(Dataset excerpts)
* * * * * * *
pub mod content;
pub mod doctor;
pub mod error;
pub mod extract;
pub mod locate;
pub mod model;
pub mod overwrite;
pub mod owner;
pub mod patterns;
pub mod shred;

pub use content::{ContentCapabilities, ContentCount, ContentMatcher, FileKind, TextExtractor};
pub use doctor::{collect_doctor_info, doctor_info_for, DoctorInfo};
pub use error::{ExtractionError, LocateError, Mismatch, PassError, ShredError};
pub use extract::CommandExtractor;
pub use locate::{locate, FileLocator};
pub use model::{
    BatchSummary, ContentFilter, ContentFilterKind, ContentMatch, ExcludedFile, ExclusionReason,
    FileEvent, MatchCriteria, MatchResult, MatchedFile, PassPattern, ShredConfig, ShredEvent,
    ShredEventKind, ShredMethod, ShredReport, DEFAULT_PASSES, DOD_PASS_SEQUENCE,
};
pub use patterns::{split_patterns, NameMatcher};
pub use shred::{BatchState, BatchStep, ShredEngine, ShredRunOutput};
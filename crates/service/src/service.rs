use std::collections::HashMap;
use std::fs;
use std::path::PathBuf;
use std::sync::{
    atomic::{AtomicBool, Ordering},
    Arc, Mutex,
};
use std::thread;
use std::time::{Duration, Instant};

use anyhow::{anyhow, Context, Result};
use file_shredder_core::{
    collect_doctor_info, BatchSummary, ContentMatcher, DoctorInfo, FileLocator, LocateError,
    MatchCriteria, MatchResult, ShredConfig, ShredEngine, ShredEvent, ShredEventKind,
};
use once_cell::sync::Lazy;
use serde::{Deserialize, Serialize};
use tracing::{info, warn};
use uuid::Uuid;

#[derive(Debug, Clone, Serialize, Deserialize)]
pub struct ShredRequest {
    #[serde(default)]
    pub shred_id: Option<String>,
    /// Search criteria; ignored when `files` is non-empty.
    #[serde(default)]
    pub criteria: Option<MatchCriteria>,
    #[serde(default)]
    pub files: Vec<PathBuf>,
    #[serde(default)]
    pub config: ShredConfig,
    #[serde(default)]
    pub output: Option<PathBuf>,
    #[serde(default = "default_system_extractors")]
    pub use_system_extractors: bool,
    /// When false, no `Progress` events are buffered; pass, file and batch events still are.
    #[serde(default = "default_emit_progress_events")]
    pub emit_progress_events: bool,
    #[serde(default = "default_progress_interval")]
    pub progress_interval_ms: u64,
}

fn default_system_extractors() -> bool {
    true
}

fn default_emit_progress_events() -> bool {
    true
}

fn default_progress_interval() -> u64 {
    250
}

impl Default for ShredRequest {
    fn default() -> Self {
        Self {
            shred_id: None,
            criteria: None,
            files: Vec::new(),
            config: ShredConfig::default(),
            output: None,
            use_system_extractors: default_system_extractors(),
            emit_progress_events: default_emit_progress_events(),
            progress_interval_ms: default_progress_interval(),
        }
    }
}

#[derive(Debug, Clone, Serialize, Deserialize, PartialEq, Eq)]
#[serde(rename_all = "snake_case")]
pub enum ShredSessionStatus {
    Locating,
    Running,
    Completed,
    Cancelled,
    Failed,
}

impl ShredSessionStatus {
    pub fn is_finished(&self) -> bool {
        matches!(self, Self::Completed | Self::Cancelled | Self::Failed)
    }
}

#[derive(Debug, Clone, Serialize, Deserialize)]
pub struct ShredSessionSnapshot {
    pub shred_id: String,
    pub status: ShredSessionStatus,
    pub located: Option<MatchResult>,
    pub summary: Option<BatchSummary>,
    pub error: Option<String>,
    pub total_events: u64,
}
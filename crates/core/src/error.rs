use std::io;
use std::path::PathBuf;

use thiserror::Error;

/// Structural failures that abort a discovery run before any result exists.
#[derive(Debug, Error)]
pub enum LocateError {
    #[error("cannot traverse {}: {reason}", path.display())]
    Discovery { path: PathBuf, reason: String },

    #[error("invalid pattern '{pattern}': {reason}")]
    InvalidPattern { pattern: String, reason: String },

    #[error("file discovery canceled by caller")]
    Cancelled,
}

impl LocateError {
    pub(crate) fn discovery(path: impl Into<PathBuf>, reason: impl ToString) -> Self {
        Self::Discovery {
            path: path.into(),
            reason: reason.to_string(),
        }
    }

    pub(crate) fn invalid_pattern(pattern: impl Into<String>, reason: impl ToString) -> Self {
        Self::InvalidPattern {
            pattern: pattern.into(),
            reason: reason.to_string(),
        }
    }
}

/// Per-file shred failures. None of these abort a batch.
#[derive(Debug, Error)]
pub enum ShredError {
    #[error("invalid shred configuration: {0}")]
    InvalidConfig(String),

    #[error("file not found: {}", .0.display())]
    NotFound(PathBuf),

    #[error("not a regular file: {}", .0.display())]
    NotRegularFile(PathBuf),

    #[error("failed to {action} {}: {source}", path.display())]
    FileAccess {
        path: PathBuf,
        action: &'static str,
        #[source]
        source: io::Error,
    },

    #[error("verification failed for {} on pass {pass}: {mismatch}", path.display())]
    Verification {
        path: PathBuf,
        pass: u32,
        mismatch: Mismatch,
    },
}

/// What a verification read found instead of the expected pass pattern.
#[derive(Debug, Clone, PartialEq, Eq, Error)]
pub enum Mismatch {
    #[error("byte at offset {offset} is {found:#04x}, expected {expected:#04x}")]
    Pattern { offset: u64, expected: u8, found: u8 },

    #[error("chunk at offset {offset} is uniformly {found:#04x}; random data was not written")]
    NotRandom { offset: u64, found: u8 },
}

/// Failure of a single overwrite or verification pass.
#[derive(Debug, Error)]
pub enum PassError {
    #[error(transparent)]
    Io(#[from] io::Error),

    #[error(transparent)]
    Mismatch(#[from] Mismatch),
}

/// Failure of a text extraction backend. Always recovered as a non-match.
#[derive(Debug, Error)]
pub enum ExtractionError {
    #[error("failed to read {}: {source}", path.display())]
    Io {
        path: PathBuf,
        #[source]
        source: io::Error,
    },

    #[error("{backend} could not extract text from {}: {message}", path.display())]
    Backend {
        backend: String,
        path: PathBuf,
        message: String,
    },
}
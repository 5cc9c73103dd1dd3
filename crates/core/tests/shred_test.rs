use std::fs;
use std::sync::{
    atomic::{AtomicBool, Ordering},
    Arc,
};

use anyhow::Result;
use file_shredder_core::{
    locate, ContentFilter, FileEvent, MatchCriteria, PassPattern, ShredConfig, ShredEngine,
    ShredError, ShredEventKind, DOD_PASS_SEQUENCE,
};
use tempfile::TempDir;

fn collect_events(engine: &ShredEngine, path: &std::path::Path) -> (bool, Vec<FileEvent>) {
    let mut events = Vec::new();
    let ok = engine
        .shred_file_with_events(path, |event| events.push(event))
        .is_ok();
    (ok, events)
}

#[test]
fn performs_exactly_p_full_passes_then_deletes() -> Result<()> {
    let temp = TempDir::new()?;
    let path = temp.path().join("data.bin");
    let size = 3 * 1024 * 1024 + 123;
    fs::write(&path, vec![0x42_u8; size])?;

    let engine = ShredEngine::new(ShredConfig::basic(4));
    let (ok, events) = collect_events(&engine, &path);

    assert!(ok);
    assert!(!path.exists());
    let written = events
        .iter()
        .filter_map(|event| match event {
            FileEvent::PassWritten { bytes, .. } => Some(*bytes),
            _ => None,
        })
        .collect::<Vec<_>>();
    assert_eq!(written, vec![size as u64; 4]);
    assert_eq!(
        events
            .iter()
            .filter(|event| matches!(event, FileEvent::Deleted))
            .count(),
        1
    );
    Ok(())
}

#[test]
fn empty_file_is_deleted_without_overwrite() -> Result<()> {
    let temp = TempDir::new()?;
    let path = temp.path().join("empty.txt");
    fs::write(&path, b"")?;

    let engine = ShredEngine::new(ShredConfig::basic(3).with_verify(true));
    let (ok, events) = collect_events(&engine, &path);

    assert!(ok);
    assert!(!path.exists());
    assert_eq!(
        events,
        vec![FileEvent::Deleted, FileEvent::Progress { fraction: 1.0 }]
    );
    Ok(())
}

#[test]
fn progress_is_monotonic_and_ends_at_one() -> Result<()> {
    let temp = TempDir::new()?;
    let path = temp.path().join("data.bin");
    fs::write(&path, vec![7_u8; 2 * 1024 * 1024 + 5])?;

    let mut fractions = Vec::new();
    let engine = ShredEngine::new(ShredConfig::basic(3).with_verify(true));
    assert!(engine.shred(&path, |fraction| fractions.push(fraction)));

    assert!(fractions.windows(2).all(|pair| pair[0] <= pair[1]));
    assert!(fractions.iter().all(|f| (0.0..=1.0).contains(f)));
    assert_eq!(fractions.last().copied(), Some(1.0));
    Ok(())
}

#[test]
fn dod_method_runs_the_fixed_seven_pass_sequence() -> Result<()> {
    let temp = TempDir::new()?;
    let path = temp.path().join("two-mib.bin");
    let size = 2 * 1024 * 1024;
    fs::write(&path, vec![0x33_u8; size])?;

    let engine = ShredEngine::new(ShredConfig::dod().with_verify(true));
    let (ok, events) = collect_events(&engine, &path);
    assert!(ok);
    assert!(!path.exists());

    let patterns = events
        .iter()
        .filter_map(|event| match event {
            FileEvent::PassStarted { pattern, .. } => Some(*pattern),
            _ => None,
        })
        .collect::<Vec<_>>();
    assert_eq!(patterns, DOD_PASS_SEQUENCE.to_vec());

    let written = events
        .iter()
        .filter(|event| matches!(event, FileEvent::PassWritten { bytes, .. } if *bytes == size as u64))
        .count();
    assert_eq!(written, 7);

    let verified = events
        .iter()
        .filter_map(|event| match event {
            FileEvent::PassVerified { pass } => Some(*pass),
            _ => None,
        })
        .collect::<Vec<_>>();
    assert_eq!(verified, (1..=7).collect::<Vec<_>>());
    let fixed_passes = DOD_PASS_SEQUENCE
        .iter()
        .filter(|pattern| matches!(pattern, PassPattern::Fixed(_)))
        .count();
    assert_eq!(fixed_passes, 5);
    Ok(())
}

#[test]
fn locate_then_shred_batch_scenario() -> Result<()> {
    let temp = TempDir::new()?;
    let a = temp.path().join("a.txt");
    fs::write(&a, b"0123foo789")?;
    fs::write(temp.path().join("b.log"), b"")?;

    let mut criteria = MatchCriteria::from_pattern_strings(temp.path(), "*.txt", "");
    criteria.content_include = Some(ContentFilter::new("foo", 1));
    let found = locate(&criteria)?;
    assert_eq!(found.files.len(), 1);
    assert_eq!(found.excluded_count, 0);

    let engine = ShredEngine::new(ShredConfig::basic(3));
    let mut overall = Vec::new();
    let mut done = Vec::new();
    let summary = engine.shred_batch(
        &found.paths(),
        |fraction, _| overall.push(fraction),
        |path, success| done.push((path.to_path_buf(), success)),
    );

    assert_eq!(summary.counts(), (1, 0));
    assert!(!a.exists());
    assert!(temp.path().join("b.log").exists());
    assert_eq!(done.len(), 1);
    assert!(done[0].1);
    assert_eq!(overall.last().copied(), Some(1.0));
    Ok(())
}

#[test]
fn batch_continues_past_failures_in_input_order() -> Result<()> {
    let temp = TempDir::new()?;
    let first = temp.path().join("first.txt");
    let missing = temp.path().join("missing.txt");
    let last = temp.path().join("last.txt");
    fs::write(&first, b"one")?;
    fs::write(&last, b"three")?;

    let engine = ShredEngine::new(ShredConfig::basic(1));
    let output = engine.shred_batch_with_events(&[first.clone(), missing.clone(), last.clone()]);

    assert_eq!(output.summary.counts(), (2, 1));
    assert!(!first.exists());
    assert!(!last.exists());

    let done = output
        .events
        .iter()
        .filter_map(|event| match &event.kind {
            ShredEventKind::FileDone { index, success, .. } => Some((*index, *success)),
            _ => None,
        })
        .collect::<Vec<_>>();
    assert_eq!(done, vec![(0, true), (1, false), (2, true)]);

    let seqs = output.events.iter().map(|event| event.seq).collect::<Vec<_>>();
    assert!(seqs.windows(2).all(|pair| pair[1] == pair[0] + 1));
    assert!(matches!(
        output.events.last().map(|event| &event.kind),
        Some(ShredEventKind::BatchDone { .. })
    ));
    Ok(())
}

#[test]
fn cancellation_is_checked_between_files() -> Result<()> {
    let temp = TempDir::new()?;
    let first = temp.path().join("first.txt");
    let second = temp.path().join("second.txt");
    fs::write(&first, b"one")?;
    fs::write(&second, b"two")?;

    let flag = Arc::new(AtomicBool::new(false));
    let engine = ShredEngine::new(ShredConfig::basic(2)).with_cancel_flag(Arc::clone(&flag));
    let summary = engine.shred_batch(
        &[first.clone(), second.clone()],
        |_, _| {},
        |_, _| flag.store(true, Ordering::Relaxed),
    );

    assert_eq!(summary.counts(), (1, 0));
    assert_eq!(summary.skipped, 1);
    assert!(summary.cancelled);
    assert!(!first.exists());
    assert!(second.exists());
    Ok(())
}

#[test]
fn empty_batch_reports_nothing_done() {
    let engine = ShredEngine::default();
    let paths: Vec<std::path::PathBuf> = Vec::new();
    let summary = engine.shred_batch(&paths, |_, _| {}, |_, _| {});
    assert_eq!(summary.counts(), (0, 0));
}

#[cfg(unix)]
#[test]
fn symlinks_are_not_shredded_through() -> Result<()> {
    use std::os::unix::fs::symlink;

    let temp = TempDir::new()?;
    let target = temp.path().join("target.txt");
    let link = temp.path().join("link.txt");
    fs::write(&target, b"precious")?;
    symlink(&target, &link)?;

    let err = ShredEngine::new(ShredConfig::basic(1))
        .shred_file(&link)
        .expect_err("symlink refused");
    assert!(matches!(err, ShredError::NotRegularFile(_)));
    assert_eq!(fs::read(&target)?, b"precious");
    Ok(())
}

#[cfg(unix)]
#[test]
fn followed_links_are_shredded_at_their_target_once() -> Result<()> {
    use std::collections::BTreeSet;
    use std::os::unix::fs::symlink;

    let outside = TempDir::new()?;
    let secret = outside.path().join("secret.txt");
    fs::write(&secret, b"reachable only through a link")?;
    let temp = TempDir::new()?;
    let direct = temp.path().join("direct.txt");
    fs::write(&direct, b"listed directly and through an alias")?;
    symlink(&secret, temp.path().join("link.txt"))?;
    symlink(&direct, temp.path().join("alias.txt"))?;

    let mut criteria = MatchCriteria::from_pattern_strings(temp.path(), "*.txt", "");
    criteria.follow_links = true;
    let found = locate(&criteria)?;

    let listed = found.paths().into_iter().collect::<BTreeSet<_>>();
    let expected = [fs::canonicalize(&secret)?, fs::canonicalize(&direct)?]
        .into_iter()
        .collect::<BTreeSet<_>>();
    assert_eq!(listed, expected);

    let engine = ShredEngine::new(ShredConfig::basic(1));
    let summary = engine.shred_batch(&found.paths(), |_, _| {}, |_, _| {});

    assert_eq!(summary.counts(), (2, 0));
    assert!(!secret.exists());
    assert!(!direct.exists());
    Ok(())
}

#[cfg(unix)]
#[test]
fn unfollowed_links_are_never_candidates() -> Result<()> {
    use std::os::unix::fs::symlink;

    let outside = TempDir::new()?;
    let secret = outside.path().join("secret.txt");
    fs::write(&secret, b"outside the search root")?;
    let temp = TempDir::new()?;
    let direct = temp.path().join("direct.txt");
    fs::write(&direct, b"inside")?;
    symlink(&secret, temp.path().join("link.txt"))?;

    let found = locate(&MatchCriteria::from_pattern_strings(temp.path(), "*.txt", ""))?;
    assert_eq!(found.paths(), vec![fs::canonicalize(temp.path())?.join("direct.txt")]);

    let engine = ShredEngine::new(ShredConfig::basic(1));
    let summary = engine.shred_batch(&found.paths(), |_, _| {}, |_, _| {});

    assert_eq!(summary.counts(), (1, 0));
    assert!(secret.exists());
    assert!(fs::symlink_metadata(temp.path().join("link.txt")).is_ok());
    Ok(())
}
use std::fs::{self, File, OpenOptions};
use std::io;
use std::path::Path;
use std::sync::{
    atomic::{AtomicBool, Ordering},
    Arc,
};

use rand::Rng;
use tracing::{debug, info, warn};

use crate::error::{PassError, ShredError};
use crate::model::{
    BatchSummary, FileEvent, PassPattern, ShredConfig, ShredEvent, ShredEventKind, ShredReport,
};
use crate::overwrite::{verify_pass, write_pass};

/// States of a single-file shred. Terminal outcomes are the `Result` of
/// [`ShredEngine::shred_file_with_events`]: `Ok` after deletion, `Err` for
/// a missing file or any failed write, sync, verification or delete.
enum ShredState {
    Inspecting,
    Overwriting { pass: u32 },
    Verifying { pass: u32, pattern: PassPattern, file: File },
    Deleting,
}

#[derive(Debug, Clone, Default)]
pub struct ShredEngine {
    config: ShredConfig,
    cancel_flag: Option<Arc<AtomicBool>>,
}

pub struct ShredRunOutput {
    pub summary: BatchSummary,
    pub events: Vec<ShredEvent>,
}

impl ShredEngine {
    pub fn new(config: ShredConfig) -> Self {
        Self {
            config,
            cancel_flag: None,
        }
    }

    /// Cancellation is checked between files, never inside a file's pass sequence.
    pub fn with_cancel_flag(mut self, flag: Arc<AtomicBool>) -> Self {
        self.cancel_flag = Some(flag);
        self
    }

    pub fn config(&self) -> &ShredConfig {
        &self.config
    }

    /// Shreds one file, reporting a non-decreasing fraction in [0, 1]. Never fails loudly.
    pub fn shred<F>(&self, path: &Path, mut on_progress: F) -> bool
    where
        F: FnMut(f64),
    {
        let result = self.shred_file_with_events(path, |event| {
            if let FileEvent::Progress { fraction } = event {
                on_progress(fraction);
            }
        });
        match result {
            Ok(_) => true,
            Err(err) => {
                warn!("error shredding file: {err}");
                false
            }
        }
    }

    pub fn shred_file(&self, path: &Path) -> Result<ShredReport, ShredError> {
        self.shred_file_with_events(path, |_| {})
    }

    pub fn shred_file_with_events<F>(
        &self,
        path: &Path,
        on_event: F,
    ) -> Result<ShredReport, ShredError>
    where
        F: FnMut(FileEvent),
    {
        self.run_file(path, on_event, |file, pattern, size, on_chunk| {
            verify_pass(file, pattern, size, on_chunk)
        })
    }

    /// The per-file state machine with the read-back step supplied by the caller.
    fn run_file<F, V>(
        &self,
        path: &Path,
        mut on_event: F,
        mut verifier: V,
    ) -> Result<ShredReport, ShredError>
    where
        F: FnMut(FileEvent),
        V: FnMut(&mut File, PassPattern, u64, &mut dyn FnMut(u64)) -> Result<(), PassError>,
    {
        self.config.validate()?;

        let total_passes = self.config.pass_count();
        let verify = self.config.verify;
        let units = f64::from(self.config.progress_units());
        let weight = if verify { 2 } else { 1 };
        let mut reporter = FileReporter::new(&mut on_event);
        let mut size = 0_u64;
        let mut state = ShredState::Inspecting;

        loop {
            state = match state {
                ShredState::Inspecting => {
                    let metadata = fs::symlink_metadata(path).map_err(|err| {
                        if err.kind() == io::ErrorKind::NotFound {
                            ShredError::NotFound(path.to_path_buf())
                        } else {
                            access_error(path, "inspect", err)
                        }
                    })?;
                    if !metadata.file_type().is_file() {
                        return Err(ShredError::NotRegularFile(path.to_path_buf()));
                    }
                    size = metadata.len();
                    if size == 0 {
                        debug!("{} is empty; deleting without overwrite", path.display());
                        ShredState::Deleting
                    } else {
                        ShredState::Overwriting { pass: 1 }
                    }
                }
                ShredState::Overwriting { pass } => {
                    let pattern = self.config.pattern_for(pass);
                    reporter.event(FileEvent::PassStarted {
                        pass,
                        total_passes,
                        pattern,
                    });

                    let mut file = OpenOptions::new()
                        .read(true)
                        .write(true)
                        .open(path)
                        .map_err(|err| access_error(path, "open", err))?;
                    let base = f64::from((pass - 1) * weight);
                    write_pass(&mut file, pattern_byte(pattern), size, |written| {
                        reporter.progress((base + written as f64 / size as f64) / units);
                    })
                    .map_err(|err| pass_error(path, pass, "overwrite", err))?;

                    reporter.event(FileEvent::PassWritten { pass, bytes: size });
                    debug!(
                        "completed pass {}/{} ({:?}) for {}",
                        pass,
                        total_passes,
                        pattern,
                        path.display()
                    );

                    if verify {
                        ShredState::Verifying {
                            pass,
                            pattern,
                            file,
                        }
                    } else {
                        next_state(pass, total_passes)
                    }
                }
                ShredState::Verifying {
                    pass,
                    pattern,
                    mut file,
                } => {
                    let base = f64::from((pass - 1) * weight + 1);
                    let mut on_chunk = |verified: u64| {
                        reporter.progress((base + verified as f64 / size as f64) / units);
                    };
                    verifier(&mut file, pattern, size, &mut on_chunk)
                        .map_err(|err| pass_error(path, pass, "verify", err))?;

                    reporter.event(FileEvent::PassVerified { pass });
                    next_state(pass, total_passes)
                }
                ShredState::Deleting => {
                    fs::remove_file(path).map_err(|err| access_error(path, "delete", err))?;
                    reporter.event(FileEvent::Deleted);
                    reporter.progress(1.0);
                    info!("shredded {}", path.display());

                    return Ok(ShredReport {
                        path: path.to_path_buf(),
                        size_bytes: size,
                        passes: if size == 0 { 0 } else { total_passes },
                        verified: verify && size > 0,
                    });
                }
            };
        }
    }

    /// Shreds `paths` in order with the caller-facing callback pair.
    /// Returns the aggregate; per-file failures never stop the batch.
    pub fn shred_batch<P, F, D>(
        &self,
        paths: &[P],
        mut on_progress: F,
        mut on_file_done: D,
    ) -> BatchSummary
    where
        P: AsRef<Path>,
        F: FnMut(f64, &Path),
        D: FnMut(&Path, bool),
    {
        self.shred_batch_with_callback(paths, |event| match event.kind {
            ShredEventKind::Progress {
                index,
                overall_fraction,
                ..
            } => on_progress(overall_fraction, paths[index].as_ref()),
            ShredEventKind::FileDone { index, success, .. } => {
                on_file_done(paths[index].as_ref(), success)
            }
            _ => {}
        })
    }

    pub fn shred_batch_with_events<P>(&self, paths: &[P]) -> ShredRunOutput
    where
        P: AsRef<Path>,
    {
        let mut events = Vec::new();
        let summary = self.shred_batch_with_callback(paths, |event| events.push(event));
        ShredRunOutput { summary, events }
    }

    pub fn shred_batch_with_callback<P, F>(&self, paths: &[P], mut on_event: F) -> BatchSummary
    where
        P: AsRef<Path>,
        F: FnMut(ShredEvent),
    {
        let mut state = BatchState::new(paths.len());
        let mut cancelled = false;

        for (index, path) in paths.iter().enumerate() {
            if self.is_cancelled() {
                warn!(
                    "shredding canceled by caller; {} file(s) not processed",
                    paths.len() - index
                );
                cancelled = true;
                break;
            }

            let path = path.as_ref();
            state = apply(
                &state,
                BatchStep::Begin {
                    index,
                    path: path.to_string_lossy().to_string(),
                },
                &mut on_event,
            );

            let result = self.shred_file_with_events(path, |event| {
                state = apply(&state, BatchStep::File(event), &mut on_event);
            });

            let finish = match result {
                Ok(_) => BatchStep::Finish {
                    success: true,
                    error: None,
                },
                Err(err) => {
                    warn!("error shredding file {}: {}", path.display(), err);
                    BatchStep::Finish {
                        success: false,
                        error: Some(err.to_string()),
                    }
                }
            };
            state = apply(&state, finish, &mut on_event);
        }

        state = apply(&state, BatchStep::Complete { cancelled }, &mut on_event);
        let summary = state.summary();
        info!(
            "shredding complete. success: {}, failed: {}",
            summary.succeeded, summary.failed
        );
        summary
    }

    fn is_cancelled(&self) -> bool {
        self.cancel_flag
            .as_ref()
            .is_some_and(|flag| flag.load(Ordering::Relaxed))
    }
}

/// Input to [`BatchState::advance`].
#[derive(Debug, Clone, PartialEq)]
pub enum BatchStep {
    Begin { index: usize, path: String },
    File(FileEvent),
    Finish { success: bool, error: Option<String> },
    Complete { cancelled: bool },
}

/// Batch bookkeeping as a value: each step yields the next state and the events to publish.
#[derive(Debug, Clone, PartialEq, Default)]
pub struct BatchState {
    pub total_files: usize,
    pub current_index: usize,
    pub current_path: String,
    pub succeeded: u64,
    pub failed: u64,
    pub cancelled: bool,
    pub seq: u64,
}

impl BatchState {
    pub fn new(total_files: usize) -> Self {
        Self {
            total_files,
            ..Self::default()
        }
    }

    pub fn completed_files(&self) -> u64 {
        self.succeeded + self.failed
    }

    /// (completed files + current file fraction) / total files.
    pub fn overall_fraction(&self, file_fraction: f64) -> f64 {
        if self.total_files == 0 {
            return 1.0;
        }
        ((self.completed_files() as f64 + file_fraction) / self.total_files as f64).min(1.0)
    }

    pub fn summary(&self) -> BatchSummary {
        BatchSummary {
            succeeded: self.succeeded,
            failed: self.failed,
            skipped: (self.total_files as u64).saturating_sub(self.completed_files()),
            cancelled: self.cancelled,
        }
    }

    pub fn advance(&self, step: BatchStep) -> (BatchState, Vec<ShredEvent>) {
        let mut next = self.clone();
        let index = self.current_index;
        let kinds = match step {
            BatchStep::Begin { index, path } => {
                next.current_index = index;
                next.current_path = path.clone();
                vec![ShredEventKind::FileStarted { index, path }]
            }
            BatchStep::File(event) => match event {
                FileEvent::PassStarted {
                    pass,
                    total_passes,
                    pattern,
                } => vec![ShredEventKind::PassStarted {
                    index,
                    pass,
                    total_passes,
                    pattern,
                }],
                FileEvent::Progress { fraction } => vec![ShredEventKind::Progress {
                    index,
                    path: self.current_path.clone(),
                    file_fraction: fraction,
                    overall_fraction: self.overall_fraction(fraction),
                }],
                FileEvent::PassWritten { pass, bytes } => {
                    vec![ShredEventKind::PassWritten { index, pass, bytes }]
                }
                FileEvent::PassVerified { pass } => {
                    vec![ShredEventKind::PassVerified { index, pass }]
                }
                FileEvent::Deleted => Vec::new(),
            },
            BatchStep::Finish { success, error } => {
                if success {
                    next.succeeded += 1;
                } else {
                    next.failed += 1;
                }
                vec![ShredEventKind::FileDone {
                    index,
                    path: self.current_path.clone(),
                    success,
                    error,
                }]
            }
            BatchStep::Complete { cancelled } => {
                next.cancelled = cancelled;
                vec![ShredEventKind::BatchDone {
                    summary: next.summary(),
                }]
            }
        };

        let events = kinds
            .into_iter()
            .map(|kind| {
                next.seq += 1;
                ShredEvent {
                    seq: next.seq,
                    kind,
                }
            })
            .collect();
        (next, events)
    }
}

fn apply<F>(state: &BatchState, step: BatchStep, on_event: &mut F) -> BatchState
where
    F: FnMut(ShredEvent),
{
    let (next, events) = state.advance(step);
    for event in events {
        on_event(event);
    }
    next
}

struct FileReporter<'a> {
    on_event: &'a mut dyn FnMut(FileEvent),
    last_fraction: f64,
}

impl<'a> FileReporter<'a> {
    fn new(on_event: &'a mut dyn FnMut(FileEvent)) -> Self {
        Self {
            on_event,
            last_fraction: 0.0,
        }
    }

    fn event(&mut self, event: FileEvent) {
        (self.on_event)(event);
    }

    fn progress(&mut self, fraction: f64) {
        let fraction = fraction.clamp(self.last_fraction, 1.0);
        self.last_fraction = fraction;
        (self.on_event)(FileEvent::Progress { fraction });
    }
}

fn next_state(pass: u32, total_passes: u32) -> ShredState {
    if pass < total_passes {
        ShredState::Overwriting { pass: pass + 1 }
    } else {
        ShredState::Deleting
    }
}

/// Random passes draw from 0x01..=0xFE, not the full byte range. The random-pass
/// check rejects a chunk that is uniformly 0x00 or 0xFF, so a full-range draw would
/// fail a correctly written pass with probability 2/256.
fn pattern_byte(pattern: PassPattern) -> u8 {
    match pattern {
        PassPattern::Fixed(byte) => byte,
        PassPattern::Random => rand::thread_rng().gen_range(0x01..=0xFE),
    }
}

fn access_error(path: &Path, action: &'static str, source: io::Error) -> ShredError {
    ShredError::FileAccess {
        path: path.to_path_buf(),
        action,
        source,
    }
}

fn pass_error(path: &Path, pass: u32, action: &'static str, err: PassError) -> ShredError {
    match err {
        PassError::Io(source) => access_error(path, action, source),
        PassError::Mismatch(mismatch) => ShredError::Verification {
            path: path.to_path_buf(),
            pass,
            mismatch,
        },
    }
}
* * * * * * *
### Exercise directions
Start with the line above that contains "let size = 2 * 1024 * 1024;" and stop after the line that contains "let patterns = events". Output those lines exactly, and only those.

### Task solution
    let size = 2 * 1024 * 1024;
    fs::write(&path, vec![0x33_u8; size])?;

    let engine = ShredEngine::new(ShredConfig::dod().with_verify(true));
    let (ok, events) = collect_events(&engine, &path);
    assert!(ok);
    assert!(!path.exists());

    let patterns = events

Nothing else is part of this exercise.